Los bancos portugueses, y en concreto el banco Espirito Santo, han arremetido contra el gigante Deutsche Bank, el mayor banco de Alemania. Los analistas de la entidad lusa han decidido rebajar la recomendación de esta institución financiera hasta «vender», argumentando que los mercados dudan de su capacidad para recuperarse de los golpes sufridos en Europa.
«Mientras [Deutsche Bank] no realice una ampliación de capital, no podrá mejorar sus ingresos», han explicado los expertos de Espirito Santo, que han indicado que el banco alemán requeriría entre 3.100 millones de euros y 4.600 millones de euros para salir del paso, una cifra complicada de obtener en este preciso momento.

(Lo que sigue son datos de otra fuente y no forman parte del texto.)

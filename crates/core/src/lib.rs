//! Toolwiz core data models.
//!
//! The tool draft edited by the creation wizard, the canvas node carrying
//! per-integration operation settings, and the mutation requests hosts apply
//! on behalf of the wizard and the form renderers.

#![warn(missing_docs)]

mod draft;
mod error;
mod mutation;
mod node;

pub use draft::{ConfigMap, ConfigValue, Integration, Parameter, ToolDraft, ToolType};
pub use error::DraftError;
pub use mutation::{DraftMutation, FieldPath, FieldValue, InputEvent, InputKind};
pub use node::{CanvasNode, NodeData, OperationValues, Position, ToolRef};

Desde la institución financiera portuguesa califican los objetivos del Deutsche Bank de «demasiado ambiciosos».
Deutsche Bank es uno de los bancos que más se ha visto implicado en la crisis de deuda, con fuertes posiciones en muchos de los países periféricos. La plantilla de la entidad ya ha sufrido varias reestructuraciones, y aún hay más en proceso. La directiva quiere reducir al máxima el negocio de banca de inversión para poder así presentarse ante los inversores como una firma que ya no ‘juega’ tanto con el riesgo.
El informe del Espirito Santo ha caído como un jarro de agua fría en Alemania. Así, Deutsche Bank perdía, a pocos minutos del cierre de la sesión, un 4,10% en la Bolsa de Fráncfort, siendo así el valor más castigado del DAX 30.